The US carriers were legacy network carriers feeding their own hubs. Each has served LGW and LHR, indeed DL,US, NW and CO operated dual ops after 2008. As soon as they compared XYZ-LHR with XYZ-LGW, the LGW operation was dropped. Immediately with American, after one season with CO and NW and much later with US and DL. The end result was that however well they'd done at LGW, US-LON ops were better served out of LHR and flying out of LGW was diluting yield. The ongoing LGW-JFK with BA was the lowest yielding of the multiple LON-NYC flights they flew, this was made semi public as certain people were fed up being asked "But why don't you bring back LGW-JFK?" (for a fourth try!)
Different fit in this case, larger paid for premium cabins used in this market and serving airports with connections to partner airlines via US hubs. This sits better at LHR.

And no I don't agree that if the new runway goes to Lgw that airlines will go elsewhere. They will be in in a flash in spite of what they say. Because the truth is, long haul out of Gatwick does make money for the most, just not as much as some greedy airlines would like.

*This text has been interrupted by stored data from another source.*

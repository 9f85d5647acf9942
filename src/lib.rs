//! BTC SNARK Relay
//!
//! Tooling for relaying Bitcoin block headers to an Ethereum header store
//! whose advances are checked by a SNARK verifier contract:
//! - Header log access and header field decoding
//! - Bitcoin hashing and 248-bit field truncation
//! - Compact target codec and difficulty retargeting
//! - Chain-of-proof witness assembly
//! - JSON-RPC relay client with receipt polling
//! - Verifier contract augmentation

#![warn(missing_docs)]
#![forbid(unsafe_code)]

pub mod augment;
pub mod config;
pub mod core;
pub mod error;
pub mod protocol;
pub mod utils;

pub use config::Config;
pub use error::{Error, Result};

/// Commonly used types
pub mod prelude {
    pub use crate::core::{
        assemble_witness, btc_hash, BlockHeader, CompactTarget, DifficultyWindow, Hash248,
        HeaderStore, ProofWitness, WitnessConvention,
    };
    pub use crate::error::{Error, Result};
    pub use crate::protocol::{EthRpcClient, RelayClient, RelayRpc};
}

/// Application name
pub const APP_NAME: &str = "btc-relay";
/// Application version
pub const APP_VERSION: &str = env!("CARGO_PKG_VERSION");
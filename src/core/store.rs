//! Flat header log: back-to-back 80-byte records, block N at `[80N, 80N+80)`

use std::path::Path;
use tracing::debug;

use super::header::BlockHeader;
use super::HEADER_SIZE;
use crate::error::{Error, Result};

/// In-memory view over a header log.
///
/// The last record is a reserved slot and is never served, so a log of
/// `k` records exposes `k - 1` blocks.
#[derive(Debug, Clone, Default, PartialEq, Eq)]
pub struct HeaderStore {
    data: Vec<u8>,
}

impl HeaderStore {
    /// Wrap an existing buffer; its length must be a multiple of 80
    pub fn from_bytes(data: Vec<u8>) -> Result<Self> {
        if data.len() % HEADER_SIZE != 0 {
            return Err(Error::malformed_input(format!(
                "Header log length {} is not a multiple of {}",
                data.len(),
                HEADER_SIZE
            )));
        }
        Ok(Self { data })
    }

    /// Load a header log from disk
    pub fn open(path: impl AsRef<Path>) -> Result<Self> {
        let path = path.as_ref();
        let data = std::fs::read(path)?;
        let store = Self::from_bytes(data)?;
        debug!(
            path = %path.display(),
            records = store.record_count(),
            "Loaded header log"
        );
        Ok(store)
    }

    /// Write the log back to disk
    pub fn save(&self, path: impl AsRef<Path>) -> Result<()> {
        std::fs::write(path, &self.data)?;
        Ok(())
    }

    /// Number of 80-byte records, reserved slot included
    pub fn record_count(&self) -> u64 {
        (self.data.len() / HEADER_SIZE) as u64
    }

    /// Number of usable blocks
    pub fn nblocks(&self) -> u64 {
        self.record_count().saturating_sub(1)
    }

    /// Whether the log has no usable blocks
    pub fn is_empty(&self) -> bool {
        self.nblocks() == 0
    }

    /// The whole log
    pub fn as_bytes(&self) -> &[u8] {
        &self.data
    }

    /// Raw 80 bytes of a usable block
    pub fn raw(&self, index: u64) -> Option<&[u8]> {
        if index >= self.nblocks() {
            return None;
        }
        let start = usize::try_from(index).ok()? * HEADER_SIZE;
        self.data.get(start..start + HEADER_SIZE)
    }

    /// Decoded header of a usable block
    pub fn get(&self, index: u64) -> Option<BlockHeader> {
        let raw = self.raw(index)?;
        BlockHeader::from_bytes(index, raw).ok()
    }

    /// Decoded header, with out-of-range indices reported as errors
    pub fn read_header(&self, index: i64) -> Result<BlockHeader> {
        u64::try_from(index)
            .ok()
            .and_then(|i| self.get(i))
            .ok_or_else(|| Error::out_of_range(index, self.nblocks()))
    }

    /// Append one encoded header
    pub fn append(&mut self, header: &BlockHeader) {
        self.data.extend_from_slice(&header.to_bytes());
    }

    /// Append one raw record
    pub fn append_raw(&mut self, record: &[u8]) -> Result<()> {
        if record.len() != HEADER_SIZE {
            return Err(Error::malformed_input(format!(
                "Header record must be {} bytes, got {}",
                HEADER_SIZE,
                record.len()
            )));
        }
        self.data.extend_from_slice(record);
        Ok(())
    }

    /// Iterate over every usable block
    pub fn iter(&self) -> impl Iterator<Item = BlockHeader> + '_ {
        (0..self.nblocks()).filter_map(move |i| self.get(i))
    }
}

/// Read block `index` from any header log buffer
pub fn read_header(index: i64, source: &[u8]) -> Result<BlockHeader> {
    if source.len() % HEADER_SIZE != 0 {
        return Err(Error::malformed_input(format!(
            "Header log length {} is not a multiple of {}",
            source.len(),
            HEADER_SIZE
        )));
    }
    let record_count = (source.len() / HEADER_SIZE) as u64;
    let nblocks = record_count.saturating_sub(1);

    let start = u64::try_from(index)
        .ok()
        .filter(|&i| i < nblocks)
        .and_then(|i| usize::try_from(i).ok())
        .map(|i| i * HEADER_SIZE)
        .ok_or_else(|| Error::out_of_range(index, nblocks))?;

    BlockHeader::from_bytes(index as u64, &source[start..start + HEADER_SIZE])
}

#[cfg(test)]
mod tests {
    use super::*;
    use proptest::prelude::*;
    use tempfile::NamedTempFile;

    fn synthetic_log(records: u8) -> Vec<u8> {
        (0..records)
            .flat_map(|i| std::iter::repeat(i).take(HEADER_SIZE))
            .collect()
    }

    #[test]
    fn test_nblocks_excludes_reserved_slot() {
        let store = HeaderStore::from_bytes(synthetic_log(4)).unwrap();
        assert_eq!(store.record_count(), 4);
        assert_eq!(store.nblocks(), 3);

        let empty = HeaderStore::from_bytes(Vec::new()).unwrap();
        assert_eq!(empty.nblocks(), 0);
        assert!(empty.is_empty());
    }

    #[test]
    fn test_misaligned_log_rejected() {
        let err = HeaderStore::from_bytes(vec![0u8; 161]).unwrap_err();
        assert!(matches!(err, Error::MalformedInput(_)));

        assert!(matches!(
            read_header(0, &[0u8; 161]),
            Err(Error::MalformedInput(_))
        ));
        assert!(matches!(
            read_header(0, &[0u8; 79]),
            Err(Error::MalformedInput(_))
        ));
    }

    #[test]
    fn test_out_of_range() {
        let store = HeaderStore::from_bytes(synthetic_log(4)).unwrap();

        let err = store.read_header(-1).unwrap_err();
        assert!(matches!(err, Error::OutOfRange { index: -1, nblocks: 3 }));
        assert!(err.is_recoverable());

        assert!(matches!(
            store.read_header(3),
            Err(Error::OutOfRange { index: 3, nblocks: 3 })
        ));
        assert!(store.get(3).is_none());
        assert!(read_header(3, store.as_bytes()).is_err());
        assert!(read_header(i64::MIN, store.as_bytes()).is_err());
    }

    #[test]
    fn test_slicing() {
        let log = synthetic_log(4);
        let store = HeaderStore::from_bytes(log.clone()).unwrap();

        for i in 0..3u64 {
            let header = store.read_header(i as i64).unwrap();
            assert_eq!(header.block_number, i);
            let start = i as usize * HEADER_SIZE;
            assert_eq!(header.to_bytes().as_slice(), &log[start..start + HEADER_SIZE]);
            assert_eq!(read_header(i as i64, &log).unwrap(), header);
        }
        assert_eq!(store.iter().count(), 3);
    }

    #[test]
    fn test_append_and_reload() {
        let mut store = HeaderStore::default();
        store.append_raw(&[7u8; HEADER_SIZE]).unwrap();
        store.append_raw(&[9u8; HEADER_SIZE]).unwrap();
        assert!(store.append_raw(&[0u8; 10]).is_err());

        let header = store.read_header(0).unwrap();
        store.append(&header);
        assert_eq!(store.record_count(), 3);

        let file = NamedTempFile::new().unwrap();
        store.save(file.path()).unwrap();
        let reloaded = HeaderStore::open(file.path()).unwrap();
        assert_eq!(reloaded, store);
        assert_eq!(reloaded.raw(1), Some(&[9u8; HEADER_SIZE][..]));
    }

    proptest! {
        #[test]
        fn prop_read_is_idempotent(records in 2u8..8, pick in 0i64..8) {
            let store = HeaderStore::from_bytes(synthetic_log(records)).unwrap();
            let first = store.read_header(pick);
            let second = store.read_header(pick);
            match (first, second) {
                (Ok(a), Ok(b)) => prop_assert_eq!(a, b),
                (Err(_), Err(_)) => prop_assert!(pick >= store.nblocks() as i64),
                _ => prop_assert!(false),
            }
        }
    }
}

What airlines are you thinking of? Long haul hubs with partners, LGW has no alliance connectivity whatsoever. SKYTEAM are strong at LHR T4 and hub at AMS/CDG, STAR use LHR T2 and hub at FRA / ZRH. Genuine question, what airlines will be in there in a flash? LHR runway three might be filled up overnight but the churn in newcomers will be huge before it settles down. There's not that many long haul carriers in a queue to serve London.

I can think of LAN Chile, Aerolineas Argentinas as newcomers.
easyJet would certainly have a go, unlikely to see Ryanair. Norwegian Air Shuttle might have a crack at both long and short haul if they're still around.
But the list of new realistic and likely new entrants is not enormous. The existing carriers would l-ove to drop in new destinations but again, it would year likely be organic over a 8-10 year period rather before things settle.
The big (quiet) opportunity seldom talked about is going after the lines of B747Fs and B777Fs that AMS, CDG and FRA have.